(Collected data)
------------------------
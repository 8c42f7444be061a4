//! Model of the interactive map: a time slider over the observation catalog
//! driving the time window of an imagery overlay, plus pointer handlers.
//!
//! The renderer itself (tiles, drawing, the UI event loop) is external. This
//! module owns the state that renderer reads and the wiring between widgets.
//! Everything here is single-threaded.

pub mod binding;
pub mod catalog;
pub mod error;
pub mod layer;
pub mod slider;
pub mod view;

use crate::map::binding::TimeBinding;
use crate::map::catalog::ObservationCatalog;
use crate::map::error::MapError;
use crate::map::layer::{ImageryLayer, LayerSettings};
use crate::map::slider::{SubscriptionId, TimeSlider};
use crate::map::view::{MapInteraction, MapView, DEFAULT_BASE_LAYER};
use crate::types::lat_lon::LatLon;
use crate::types::service_config::ServiceConfig;
use bon::bon;
use log::debug;
use std::cell::{Ref, RefCell};
use std::rc::Rc;

pub const DEFAULT_CENTER: LatLon = LatLon(39.0, -98.0);
pub const DEFAULT_ZOOM: u8 = 4;

/// Assembled widgets: slider, map view with its overlay, and the binding
/// subscription between them.
pub struct InteractiveMap {
    catalog: ObservationCatalog,
    binding: TimeBinding,
    slider: TimeSlider,
    view: MapView,
    binding_subscription: SubscriptionId,
}

#[bon]
impl InteractiveMap {
    /// Builds the slider from `catalog`, the overlay on `config.service_url`,
    /// and subscribes the overlay's time window to slider changes.
    ///
    /// # Arguments
    ///
    /// * `.config(&ServiceConfig)`: **Required.** Supplies the service URL.
    /// * `.catalog(ObservationCatalog)`: **Required.** Slider positions.
    /// * `.layer(LayerSettings)`: **Required.** Rendering rule, format, opacity.
    /// * `.binding(TimeBinding)`: Optional. Defaults to start on the slider,
    ///   end on the last catalog timestamp.
    /// * `.center(LatLon)`, `.zoom(u8)`, `.base_layer(String)`: Optional view settings.
    ///
    /// # Examples
    ///
    /// ```
    /// use imagery_series::{
    ///     InteractiveMap, LayerSettings, ObservationCatalog, ServiceConfig, TimeRange,
    /// };
    ///
    /// let config = ServiceConfig::builder()
    ///     .service_url("https://host/arcgis/rest/services/NO2/ImageServer")
    ///     .variable("NO2")
    ///     .time_range(TimeRange::new(100, 300))
    ///     .build();
    ///
    /// let mut map = InteractiveMap::assemble()
    ///     .config(&config)
    ///     .catalog(ObservationCatalog::new([100, 200, 300]).unwrap())
    ///     .layer(LayerSettings::builder().rendering_rule("NO2_Color").build())
    ///     .call()
    ///     .unwrap();
    ///
    /// map.select_time(200).unwrap();
    /// assert_eq!(map.overlay().time_window(), TimeRange::new(200, 300));
    /// ```
    ///
    /// # Errors
    ///
    /// Returns [`MapError::InvalidOpacity`] for bad layer settings and
    /// [`MapError::Time`] if a catalog timestamp cannot be labelled.
    #[builder]
    pub fn assemble(
        config: &ServiceConfig,
        catalog: ObservationCatalog,
        layer: LayerSettings,
        binding: Option<TimeBinding>,
        center: Option<LatLon>,
        zoom: Option<u8>,
        #[builder(into)] base_layer: Option<String>,
    ) -> Result<Self, MapError> {
        let binding = binding.unwrap_or_default();
        let mut slider = TimeSlider::new("Time", catalog.slider_options()?)?;

        let initial_window = binding.resolve(slider.value(), &catalog);
        let overlay = Rc::new(RefCell::new(ImageryLayer::new(
            config.service_url.clone(),
            layer,
            initial_window,
        )?));

        let bound_overlay = Rc::clone(&overlay);
        let bound_catalog = catalog.clone();
        let binding_subscription = slider.subscribe(move |change| {
            let window = binding.resolve(change.new, &bound_catalog);
            debug!("Overlay time window -> {}", window);
            bound_overlay.borrow_mut().set_time_window(window);
        });

        let view = MapView::new(
            center.unwrap_or(DEFAULT_CENTER),
            zoom.unwrap_or(DEFAULT_ZOOM),
            base_layer.unwrap_or_else(|| DEFAULT_BASE_LAYER.to_string()),
            overlay,
        );

        Ok(Self {
            catalog,
            binding,
            slider,
            view,
            binding_subscription,
        })
    }
}

impl InteractiveMap {
    pub fn catalog(&self) -> &ObservationCatalog {
        &self.catalog
    }

    pub fn binding(&self) -> TimeBinding {
        self.binding
    }

    pub fn slider(&self) -> &TimeSlider {
        &self.slider
    }

    /// Direct slider access, e.g. to add observers. Value changes still
    /// reach the overlay through the binding subscription.
    pub fn slider_mut(&mut self) -> &mut TimeSlider {
        &mut self.slider
    }

    pub fn view(&self) -> &MapView {
        &self.view
    }

    pub fn overlay(&self) -> Ref<'_, ImageryLayer> {
        self.view.overlay()
    }

    pub fn binding_subscription(&self) -> SubscriptionId {
        self.binding_subscription
    }

    /// Moves the slider to `ms`; returns whether the value changed.
    pub fn select_time(&mut self, ms: i64) -> Result<bool, MapError> {
        self.slider.set_value(ms)
    }

    pub fn handle_interaction(&mut self, interaction: MapInteraction) {
        self.view.handle(interaction);
    }
}

#[cfg(test)]
mod tests {
    use super::*;
    use crate::map::binding::BoundEdge;
    use crate::types::time_range::TimeRange;

    const CATALOG: [i64; 4] = [
        1_716_206_400_000,
        1_716_210_000_000,
        1_716_213_600_000,
        1_716_217_200_000,
    ];

    fn config() -> ServiceConfig {
        ServiceConfig::builder()
            .service_url("https://host/arcgis/rest/services/NO2/ImageServer")
            .variable("NO2")
            .time_range(TimeRange::new(CATALOG[0], CATALOG[3]))
            .build()
    }

    fn settings() -> LayerSettings {
        LayerSettings::builder().rendering_rule("NO2_Color").build()
    }

    #[test]
    fn test_slider_start_moves_end_stays_pinned() {
        let config = config();
        let mut map = InteractiveMap::assemble()
            .config(&config)
            .catalog(ObservationCatalog::new(CATALOG).unwrap())
            .layer(settings())
            .call()
            .unwrap();

        assert_eq!(
            map.overlay().time_window(),
            TimeRange::new(CATALOG[0], CATALOG[3])
        );
        assert_eq!(map.slider().label(), "2024-05-20T12:00:00Z");

        assert!(map.select_time(CATALOG[2]).unwrap());
        assert_eq!(
            map.overlay().time_window(),
            TimeRange::new(CATALOG[2], CATALOG[3])
        );

        map.slider_mut().select_index(1).unwrap();
        assert_eq!(
            map.overlay().time_window(),
            TimeRange::new(CATALOG[1], CATALOG[3])
        );
    }

    #[test]
    fn test_overlay_uses_service_url_and_settings() {
        let config = config();
        let map = InteractiveMap::assemble()
            .config(&config)
            .catalog(ObservationCatalog::new(CATALOG).unwrap())
            .layer(settings())
            .base_layer("Esri.WorldGrayCanvas")
            .zoom(6)
            .call()
            .unwrap();

        assert_eq!(map.overlay().url(), config.service_url);
        assert_eq!(map.overlay().rendering_rule(), "NO2_Color");
        assert_eq!(map.view().base_layer(), "Esri.WorldGrayCanvas");
        assert_eq!(map.view().zoom(), 6);
        assert_eq!(map.view().center(), DEFAULT_CENTER);
        assert_eq!(map.slider().observer_count(), 1);
    }

    #[test]
    fn test_custom_binding() {
        let config = config();
        let mut map = InteractiveMap::assemble()
            .config(&config)
            .catalog(ObservationCatalog::new(CATALOG).unwrap())
            .layer(settings())
            .binding(TimeBinding {
                start: BoundEdge::Slider,
                end: BoundEdge::Slider,
            })
            .call()
            .unwrap();

        map.select_time(CATALOG[1]).unwrap();
        assert_eq!(
            map.overlay().time_window(),
            TimeRange::new(CATALOG[1], CATALOG[1])
        );
    }

    #[test]
    fn test_unknown_time_leaves_overlay_alone() {
        let config = config();
        let mut map = InteractiveMap::assemble()
            .config(&config)
            .catalog(ObservationCatalog::new(CATALOG).unwrap())
            .layer(settings())
            .call()
            .unwrap();

        assert!(matches!(
            map.select_time(42),
            Err(MapError::UnknownTimestamp(42))
        ));
        assert_eq!(
            map.overlay().time_window(),
            TimeRange::new(CATALOG[0], CATALOG[3])
        );
    }

    #[test]
    fn test_detached_binding_stops_updates() {
        let config = config();
        let mut map = InteractiveMap::assemble()
            .config(&config)
            .catalog(ObservationCatalog::new(CATALOG).unwrap())
            .layer(settings())
            .call()
            .unwrap();

        let id = map.binding_subscription();
        assert!(map.slider_mut().unsubscribe(id));
        map.select_time(CATALOG[3]).unwrap();
        assert_eq!(
            map.overlay().time_window(),
            TimeRange::new(CATALOG[0], CATALOG[3])
        );
    }

    #[test]
    fn test_pointer_events() {
        let config = config();
        let mut map = InteractiveMap::assemble()
            .config(&config)
            .catalog(ObservationCatalog::new(CATALOG).unwrap())
            .layer(settings())
            .call()
            .unwrap();

        map.handle_interaction(MapInteraction::MouseMove(LatLon(34.0, -118.0)));
        assert_eq!(
            map.view().coordinate_label().text(),
            "Lat: 34.0000, Lon: -118.0000"
        );
    }
}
------------------------
ABOUT THIS EXERCISE -
Wherever "services" occurs in the entries above, copy the line it sits on.

FINISHED TASK -
    ///     .service_url("https://host/arcgis/rest/services/NO2/ImageServer")
            .service_url("https://host/arcgis/rest/services/NO2/ImageServer")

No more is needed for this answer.